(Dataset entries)
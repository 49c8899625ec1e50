// change_id.rs — Content fingerprint for change requests.

use sha2::{Digest, Sha256};

/// Number of hex characters kept from the SHA-256 digest.
pub const CHANGE_ID_LEN: usize = 12;

/// Compute the fingerprint of a change: SHA-256 over
/// `summary || 0x00 || normalized_diff`, truncated to 12 hex characters.
///
/// Pure function of its inputs. Collisions are treated as duplicate requests.
pub fn compute_change_id(summary: &str, normalized_diff: &str) -> String {
    let mut hasher = Sha256::new();
    hasher.update(summary.as_bytes());
    hasher.update([0u8]);
    hasher.update(normalized_diff.as_bytes());
    let mut hex = format!("{:x}", hasher.finalize());
    hex.truncate(CHANGE_ID_LEN);
    hex
}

## YOUR GOAL
No line before the one containing "the SHA-256 digest." belongs in the answer; give again exactly that line and all lines after it through the end of the data.

## RESULT
/// Number of hex characters kept from the SHA-256 digest.
pub const CHANGE_ID_LEN: usize = 12;

/// Compute the fingerprint of a change: SHA-256 over
/// `summary || 0x00 || normalized_diff`, truncated to 12 hex characters.
///
/// Pure function of its inputs. Collisions are treated as duplicate requests.
pub fn compute_change_id(summary: &str, normalized_diff: &str) -> String {
    let mut hasher = Sha256::new();
    hasher.update(summary.as_bytes());
    hasher.update([0u8]);
    hasher.update(normalized_diff.as_bytes());
    let mut hex = format!("{:x}", hasher.finalize());
    hex.truncate(CHANGE_ID_LEN);
    hex
}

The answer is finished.